## What to do
The full set of entries should be repeated without a single change.

* * * * * * * * *

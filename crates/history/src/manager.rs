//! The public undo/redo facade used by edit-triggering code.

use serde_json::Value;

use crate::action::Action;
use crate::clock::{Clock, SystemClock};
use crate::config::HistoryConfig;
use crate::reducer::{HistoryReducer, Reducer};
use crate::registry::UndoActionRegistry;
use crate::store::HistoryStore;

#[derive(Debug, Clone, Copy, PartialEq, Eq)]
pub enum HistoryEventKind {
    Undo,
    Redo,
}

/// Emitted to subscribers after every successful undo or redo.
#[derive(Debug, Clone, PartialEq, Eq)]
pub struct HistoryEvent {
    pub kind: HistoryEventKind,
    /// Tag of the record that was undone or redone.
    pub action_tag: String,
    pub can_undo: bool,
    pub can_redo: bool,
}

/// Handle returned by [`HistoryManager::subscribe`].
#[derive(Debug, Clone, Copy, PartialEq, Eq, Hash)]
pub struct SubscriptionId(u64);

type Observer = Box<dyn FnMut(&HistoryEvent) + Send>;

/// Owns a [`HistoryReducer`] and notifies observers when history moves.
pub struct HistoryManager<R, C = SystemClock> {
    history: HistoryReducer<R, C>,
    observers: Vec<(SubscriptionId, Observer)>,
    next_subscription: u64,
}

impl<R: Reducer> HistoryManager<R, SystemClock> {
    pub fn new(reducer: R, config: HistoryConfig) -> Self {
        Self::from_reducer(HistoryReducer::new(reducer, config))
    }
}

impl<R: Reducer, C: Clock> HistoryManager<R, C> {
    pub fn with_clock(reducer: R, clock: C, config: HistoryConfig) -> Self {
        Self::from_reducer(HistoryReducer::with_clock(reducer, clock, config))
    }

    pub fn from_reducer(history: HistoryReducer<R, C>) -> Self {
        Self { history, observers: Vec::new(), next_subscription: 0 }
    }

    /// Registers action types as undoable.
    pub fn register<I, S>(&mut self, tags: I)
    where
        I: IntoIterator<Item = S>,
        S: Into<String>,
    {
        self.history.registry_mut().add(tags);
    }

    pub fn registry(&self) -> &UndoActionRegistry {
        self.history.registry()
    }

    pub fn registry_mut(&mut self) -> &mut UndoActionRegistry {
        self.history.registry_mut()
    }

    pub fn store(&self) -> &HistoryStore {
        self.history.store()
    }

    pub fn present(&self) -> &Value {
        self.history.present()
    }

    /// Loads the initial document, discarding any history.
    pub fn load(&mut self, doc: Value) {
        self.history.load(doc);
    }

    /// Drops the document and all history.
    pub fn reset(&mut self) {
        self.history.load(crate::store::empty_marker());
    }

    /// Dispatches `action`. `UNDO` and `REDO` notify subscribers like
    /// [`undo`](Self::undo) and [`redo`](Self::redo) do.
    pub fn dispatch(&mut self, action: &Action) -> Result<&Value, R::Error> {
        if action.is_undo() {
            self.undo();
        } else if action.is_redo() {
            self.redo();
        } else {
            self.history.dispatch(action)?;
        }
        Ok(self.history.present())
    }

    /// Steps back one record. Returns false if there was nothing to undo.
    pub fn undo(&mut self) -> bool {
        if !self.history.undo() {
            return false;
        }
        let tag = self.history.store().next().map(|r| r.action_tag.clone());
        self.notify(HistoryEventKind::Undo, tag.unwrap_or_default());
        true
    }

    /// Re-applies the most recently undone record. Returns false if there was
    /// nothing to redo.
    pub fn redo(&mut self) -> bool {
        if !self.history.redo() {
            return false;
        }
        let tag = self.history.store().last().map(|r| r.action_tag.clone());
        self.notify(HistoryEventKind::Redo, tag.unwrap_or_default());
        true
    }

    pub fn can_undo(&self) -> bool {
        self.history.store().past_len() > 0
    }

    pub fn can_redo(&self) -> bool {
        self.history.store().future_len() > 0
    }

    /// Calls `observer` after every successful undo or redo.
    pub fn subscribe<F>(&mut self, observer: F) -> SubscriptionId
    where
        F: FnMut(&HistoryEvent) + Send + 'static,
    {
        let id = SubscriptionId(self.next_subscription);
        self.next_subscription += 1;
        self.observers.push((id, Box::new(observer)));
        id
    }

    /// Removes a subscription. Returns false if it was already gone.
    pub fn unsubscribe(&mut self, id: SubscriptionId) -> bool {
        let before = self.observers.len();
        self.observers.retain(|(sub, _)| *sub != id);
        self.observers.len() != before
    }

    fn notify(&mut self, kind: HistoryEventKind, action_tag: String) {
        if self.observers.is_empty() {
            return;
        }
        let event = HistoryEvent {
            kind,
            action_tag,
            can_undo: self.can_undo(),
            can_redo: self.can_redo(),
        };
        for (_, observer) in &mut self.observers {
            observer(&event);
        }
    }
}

* * * * * * * * *

## Reply
filename crates/history/src/manager.rs
//! The public undo/redo facade used by edit-triggering code.

use serde_json::Value;

use crate::action::Action;
use crate::clock::{Clock, SystemClock};
use crate::config::HistoryConfig;
use crate::reducer::{HistoryReducer, Reducer};
use crate::registry::UndoActionRegistry;
use crate::store::HistoryStore;

#[derive(Debug, Clone, Copy, PartialEq, Eq)]
pub enum HistoryEventKind {
    Undo,
    Redo,
}

/// Emitted to subscribers after every successful undo or redo.
#[derive(Debug, Clone, PartialEq, Eq)]
pub struct HistoryEvent {
    pub kind: HistoryEventKind,
    /// Tag of the record that was undone or redone.
    pub action_tag: String,
    pub can_undo: bool,
    pub can_redo: bool,
}

/// Handle returned by [`HistoryManager::subscribe`].
#[derive(Debug, Clone, Copy, PartialEq, Eq, Hash)]
pub struct SubscriptionId(u64);

type Observer = Box<dyn FnMut(&HistoryEvent) + Send>;

/// Owns a [`HistoryReducer`] and notifies observers when history moves.
pub struct HistoryManager<R, C = SystemClock> {
    history: HistoryReducer<R, C>,
    observers: Vec<(SubscriptionId, Observer)>,
    next_subscription: u64,
}

impl<R: Reducer> HistoryManager<R, SystemClock> {
    pub fn new(reducer: R, config: HistoryConfig) -> Self {
        Self::from_reducer(HistoryReducer::new(reducer, config))
    }
}

impl<R: Reducer, C: Clock> HistoryManager<R, C> {
    pub fn with_clock(reducer: R, clock: C, config: HistoryConfig) -> Self {
        Self::from_reducer(HistoryReducer::with_clock(reducer, clock, config))
    }

    pub fn from_reducer(history: HistoryReducer<R, C>) -> Self {
        Self { history, observers: Vec::new(), next_subscription: 0 }
    }

    /// Registers action types as undoable.
    pub fn register<I, S>(&mut self, tags: I)
    where
        I: IntoIterator<Item = S>,
        S: Into<String>,
    {
        self.history.registry_mut().add(tags);
    }

    pub fn registry(&self) -> &UndoActionRegistry {
        self.history.registry()
    }

    pub fn registry_mut(&mut self) -> &mut UndoActionRegistry {
        self.history.registry_mut()
    }

    pub fn store(&self) -> &HistoryStore {
        self.history.store()
    }

    pub fn present(&self) -> &Value {
        self.history.present()
    }

    /// Loads the initial document, discarding any history.
    pub fn load(&mut self, doc: Value) {
        self.history.load(doc);
    }

    /// Drops the document and all history.
    pub fn reset(&mut self) {
        self.history.load(crate::store::empty_marker());
    }

    /// Dispatches `action`. `UNDO` and `REDO` notify subscribers like
    /// [`undo`](Self::undo) and [`redo`](Self::redo) do.
    pub fn dispatch(&mut self, action: &Action) -> Result<&Value, R::Error> {
        if action.is_undo() {
            self.undo();
        } else if action.is_redo() {
            self.redo();
        } else {
            self.history.dispatch(action)?;
        }
        Ok(self.history.present())
    }

    /// Steps back one record. Returns false if there was nothing to undo.
    pub fn undo(&mut self) -> bool {
        if !self.history.undo() {
            return false;
        }
        let tag = self.history.store().next().map(|r| r.action_tag.clone());
        self.notify(HistoryEventKind::Undo, tag.unwrap_or_default());
        true
    }

    /// Re-applies the most recently undone record. Returns false if there was
    /// nothing to redo.
    pub fn redo(&mut self) -> bool {
        if !self.history.redo() {
            return false;
        }
        let tag = self.history.store().last().map(|r| r.action_tag.clone());
        self.notify(HistoryEventKind::Redo, tag.unwrap_or_default());
        true
    }

    pub fn can_undo(&self) -> bool {
        self.history.store().past_len() > 0
    }

    pub fn can_redo(&self) -> bool {
        self.history.store().future_len() > 0
    }

    /// Calls `observer` after every successful undo or redo.
    pub fn subscribe<F>(&mut self, observer: F) -> SubscriptionId
    where
        F: FnMut(&HistoryEvent) + Send + 'static,
    {
        let id = SubscriptionId(self.next_subscription);
        self.next_subscription += 1;
        self.observers.push((id, Box::new(observer)));
        id
    }

    /// Removes a subscription. Returns false if it was already gone.
    pub fn unsubscribe(&mut self, id: SubscriptionId) -> bool {
        let before = self.observers.len();
        self.observers.retain(|(sub, _)| *sub != id);
        self.observers.len() != before
    }

    fn notify(&mut self, kind: HistoryEventKind, action_tag: String) {
        if self.observers.is_empty() {
            return;
        }
        let event = HistoryEvent {
            kind,
            action_tag,
            can_undo: self.can_undo(),
            can_redo: self.can_redo(),
        };
        for (_, observer) in &mut self.observers {
            observer(&event);
        }
    }
}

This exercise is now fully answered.